[Collected data]
*-*-*

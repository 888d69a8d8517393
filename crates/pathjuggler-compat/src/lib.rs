//! Compatibility checks and corrections for the paths of glyph layers.
//!
//! Layers of a glyph interpolate only when their paths agree in count, order, node structure,
//! winding and starting point. This crate checks that agreement segment by segment and repairs
//! it where it can.

pub mod batch;
pub mod checker;
pub mod compare;
pub mod ordering;
pub mod outcome;
pub mod settings;
pub mod starting_point;
pub mod winding;

pub use batch::{run_batch, BatchAbort, BatchError, BatchReport, Command, Selection};
pub use checker::{
    all_paths_directionally_compatible, masters_compatible, paths_compatible,
    paths_directionally_compatible,
};
pub use compare::{is_corner, is_horizontal, is_similar_angle, is_similar_direction};
pub use ordering::{
    check_path_ordering, check_path_ordering_lists, correct_path_ordering, OrderingMismatch,
};
pub use outcome::{ErrorKind, Incompatibility, Outcome};
pub use settings::{Settings, SettingsError};
pub use starting_point::{
    find_matching_starting_node, reestablish_starting_point_compatibility, set_starting_point,
    set_starting_points,
};
pub use winding::{correct_path_direction, DirectionChange};
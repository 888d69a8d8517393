//! 2D geometry used by the compatibility algorithms.

pub mod primitives;
pub mod region;

pub use cavalier_contours::polyline::{PlineVertex, Polyline};
pub use primitives::{angle, compass, direction, Direction};
pub use region::{outlines_intersect, path_to_polyline, OverlapCoords};
use pathjuggler_core::{Glyph, Layer, Node, Path};
use pathjuggler_geometry::OverlapCoords;

use crate::checker::{all_paths_directionally_compatible, paths_directionally_compatible};
use crate::outcome::{Incompatibility, Outcome};
use crate::settings::Settings;

/// Rotate `path` until it is directionally compatible with `reference`.
///
/// On-curve nodes are tried as the new start in their existing order and the first match is
/// kept. Returns the index, in the node order before the call, of the node that became first.
/// When no rotation matches, the path is restored exactly and `None` is returned.
pub fn find_matching_starting_node(
    path: &mut Path,
    reference: &Path,
    path_coords: &OverlapCoords,
    reference_coords: &OverlapCoords,
    settings: &Settings,
) -> Option<usize> {
    let candidates: Vec<usize> = path.on_curve_indices().collect();
    let mut shift = 0usize;
    for index in candidates {
        path.make_node_first(index - shift);
        shift = index;
        if paths_directionally_compatible(path, reference, path_coords, reference_coords, settings)
        {
            tracing::debug!(start = index, "found compatible starting node");
            return Some(index);
        }
    }
    path.nodes.rotate_right(shift);
    None
}

fn bottom_left_index(path: &Path) -> Option<usize> {
    let mut best: Option<(usize, &Node)> = None;
    for (index, node) in path.nodes.iter().enumerate() {
        if !node.is_on_curve() {
            continue;
        }
        match best {
            Some((_, b)) if node.y > b.y || (node.y == b.y && node.x >= b.x) => {}
            _ => best = Some((index, node)),
        }
    }
    best.map(|(index, _)| index)
}

/// Move the start of `path` to its lowest on-curve node, leftmost on ties.
///
/// `number` is the 1-based position of the path in its layer, used in the status text.
pub fn set_starting_point(layer_name: &str, number: usize, path: &mut Path) -> String {
    let prefix = format!("{layer_name}: path {number}");
    match bottom_left_index(path) {
        None => format!("{prefix}: No bottom left node found"),
        Some(index) if path.make_node_first(index) => format!("{prefix}: Setting starting point"),
        Some(_) => format!("{prefix}: Starting point is already at the bottom left"),
    }
}

/// [`set_starting_point`] for every path of `layer`.
pub fn set_starting_points(layer: &mut Layer) -> Outcome {
    let name = layer.name.clone();
    let status = layer
        .paths_mut()
        .enumerate()
        .map(|(i, path)| set_starting_point(&name, i + 1, path))
        .collect();
    Outcome {
        status,
        warnings: Vec::new(),
    }
}

/// Rotate the starting points of every other active layer to match `glyph.layers[reference]`.
///
/// Layers already directionally compatible are left alone. The first path that cannot be fixed
/// stops the operation; rotations applied before it stay in place.
pub fn reestablish_starting_point_compatibility(
    glyph: &mut Glyph,
    reference: usize,
    settings: &Settings,
) -> Outcome {
    let Some(reference_layer) = glyph.layers.get(reference).cloned() else {
        return Outcome::default();
    };
    let glyph_name = glyph.name.clone();
    let reference_coords = OverlapCoords::for_layer(&reference_layer);
    let mut changed = false;

    for (index, layer) in glyph.layers.iter_mut().enumerate() {
        if index == reference || !layer.is_active() {
            continue;
        }
        let coords = OverlapCoords::for_layer(layer);
        if all_paths_directionally_compatible(
            layer,
            &reference_layer,
            &coords,
            &reference_coords,
            settings,
        ) {
            continue;
        }
        if layer.path_count() != reference_layer.path_count() {
            return Outcome::warning(Incompatibility::PathCount {
                glyph: glyph_name,
                layer: layer.name.clone(),
                count: layer.path_count(),
                reference: reference_layer.name.clone(),
                reference_count: reference_layer.path_count(),
            });
        }

        let layer_name = layer.name.clone();
        for (path, reference_path) in layer.paths_mut().zip(reference_layer.paths()) {
            if paths_directionally_compatible(
                path,
                reference_path,
                &coords,
                &reference_coords,
                settings,
            ) {
                continue;
            }
            changed = true;
            let start = find_matching_starting_node(
                path,
                reference_path,
                &coords,
                &reference_coords,
                settings,
            );
            if start.is_none() {
                tracing::debug!(glyph = %glyph_name, layer = %layer_name, "no compatible rotation");
                return Outcome::warning(Incompatibility::StartingPoints {
                    glyph: glyph_name,
                    layer: layer_name,
                });
            }
        }
    }

    if changed {
        Outcome::status(format!(
            "{glyph_name}: Reestablished compatibility by moving starting points"
        ))
    } else {
        Outcome::status(format!("{glyph_name}: No changes made"))
    }
}

#[cfg(test)]
mod tests {
    use super::*;
    use pathjuggler_core::{LayerKind, NodeKind};

    fn square() -> Path {
        Path::polygon(&[(0.0, 0.0), (100.0, 0.0), (100.0, 100.0), (0.0, 100.0)])
    }

    fn triangle() -> Path {
        Path::polygon(&[(200.0, 0.0), (300.0, 0.0), (250.0, 80.0)])
    }

    fn rotated(mut path: Path, index: usize) -> Path {
        path.make_node_first(index);
        path
    }

    fn reversed(mut path: Path) -> Path {
        path.reverse();
        path
    }

    #[test]
    fn finds_rotation_that_restores_compatibility() {
        let s = Settings::default();
        let none = OverlapCoords::default();
        let mut path = rotated(square(), 3);
        assert_eq!(
            find_matching_starting_node(&mut path, &square(), &none, &none, &s),
            Some(1)
        );
        assert_eq!(path, square());
    }

    #[test]
    fn already_compatible_path_keeps_its_start() {
        let s = Settings::default();
        let none = OverlapCoords::default();
        let mut path = square();
        assert_eq!(
            find_matching_starting_node(&mut path, &square(), &none, &none, &s),
            Some(0)
        );
        assert_eq!(path, square());
    }

    #[test]
    fn failed_search_restores_original_start() {
        let s = Settings::default();
        let none = OverlapCoords::default();
        let original = rotated(reversed(square()), 2);
        let mut path = original.clone();
        assert_eq!(
            find_matching_starting_node(&mut path, &square(), &none, &none, &s),
            None
        );
        assert_eq!(path, original);
    }

    #[test]
    fn off_curve_nodes_are_never_made_first() {
        let s = Settings::default();
        let none = OverlapCoords::default();
        let reference = Path::new(vec![
            Node::line(0.0, 0.0),
            Node::line(100.0, 0.0),
            Node::off_curve(100.0, 60.0),
            Node::off_curve(60.0, 100.0),
            Node::curve(0.0, 100.0),
        ]);
        let mut path = rotated(reference.clone(), 1);
        assert_eq!(
            find_matching_starting_node(&mut path, &reference, &none, &none, &s),
            Some(4)
        );
        assert_eq!(path, reference);
        assert_eq!(path.nodes[0].kind, NodeKind::Line);
    }

    #[test]
    fn bottom_left_node_becomes_start() {
        let mut path = rotated(square(), 2);
        assert_eq!(
            set_starting_point("Bold", 1, &mut path),
            "Bold: path 1: Setting starting point"
        );
        assert_eq!(path, square());
        assert_eq!(
            set_starting_point("Bold", 1, &mut path),
            "Bold: path 1: Starting point is already at the bottom left"
        );

        let mut empty = Path::new(vec![Node::off_curve(0.0, 0.0)]);
        assert_eq!(
            set_starting_point("Bold", 2, &mut empty),
            "Bold: path 2: No bottom left node found"
        );
    }

    #[test]
    fn ties_on_y_prefer_the_leftmost_node() {
        let mut path = Path::polygon(&[(50.0, 0.0), (100.0, 50.0), (0.0, 50.0), (-10.0, 0.0)]);
        set_starting_point("Regular", 1, &mut path);
        assert_eq!(path.nodes[0], Node::line(-10.0, 0.0));
    }

    #[test]
    fn set_starting_points_reports_every_path() {
        let mut layer = Layer::with_paths(
            "Regular",
            LayerKind::Master,
            vec![rotated(square(), 1), triangle()],
        );
        let outcome = set_starting_points(&mut layer);
        assert_eq!(
            outcome.status,
            vec![
                "Regular: path 1: Setting starting point",
                "Regular: path 2: Starting point is already at the bottom left",
            ]
        );
        assert!(outcome.is_clean());
    }

    fn glyph(bold: Vec<Path>) -> Glyph {
        Glyph::new(
            "o",
            vec![
                Layer::with_paths("Regular", LayerKind::Master, vec![square(), triangle()]),
                Layer::with_paths("Bold", LayerKind::Master, bold),
                Layer::with_paths("Bold backup", LayerKind::Backup, vec![rotated(square(), 2)]),
            ],
        )
    }

    #[test]
    fn reestablish_rotates_sibling_layers() {
        let s = Settings::default();
        let mut g = glyph(vec![rotated(square(), 2), triangle()]);
        let outcome = reestablish_starting_point_compatibility(&mut g, 0, &s);
        assert_eq!(
            outcome.status,
            vec!["o: Reestablished compatibility by moving starting points"]
        );
        assert!(outcome.is_clean());
        assert_eq!(g.layers[1].path(0), Some(&square()));
        assert_eq!(g.layers[2].path(0), Some(&rotated(square(), 2)));

        let again = reestablish_starting_point_compatibility(&mut g, 0, &s);
        assert_eq!(again.status, vec!["o: No changes made"]);
    }

    #[test]
    fn reestablish_reports_path_count_mismatch() {
        let s = Settings::default();
        let mut g = glyph(vec![rotated(square(), 2)]);
        let outcome = reestablish_starting_point_compatibility(&mut g, 0, &s);
        assert_eq!(
            outcome.warnings[0].to_string(),
            "o: Layer Bold has 1 paths; layer Regular has 2 paths"
        );
        assert_eq!(g.layers[1].path(0), Some(&rotated(square(), 2)));
    }

    #[test]
    fn reestablish_keeps_earlier_rotations_on_failure() {
        let s = Settings::default();
        let mut g = glyph(vec![rotated(square(), 2), reversed(triangle())]);
        let outcome = reestablish_starting_point_compatibility(&mut g, 0, &s);
        assert_eq!(
            outcome.warnings,
            vec![Incompatibility::StartingPoints {
                glyph: "o".into(),
                layer: "Bold".into(),
            }]
        );
        assert!(outcome.status.is_empty());
        assert_eq!(g.layers[1].path(0), Some(&square()));
        assert_eq!(g.layers[1].path(1), Some(&reversed(triangle())));
    }
}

*-*-*

### The task
Search the data above for the string "number" and report each line that holds it.

### Answer space
/// `number` is the 1-based position of the path in its layer, used in the status text.
pub fn set_starting_point(layer_name: &str, number: usize, path: &mut Path) -> String {
    let prefix = format!("{layer_name}: path {number}");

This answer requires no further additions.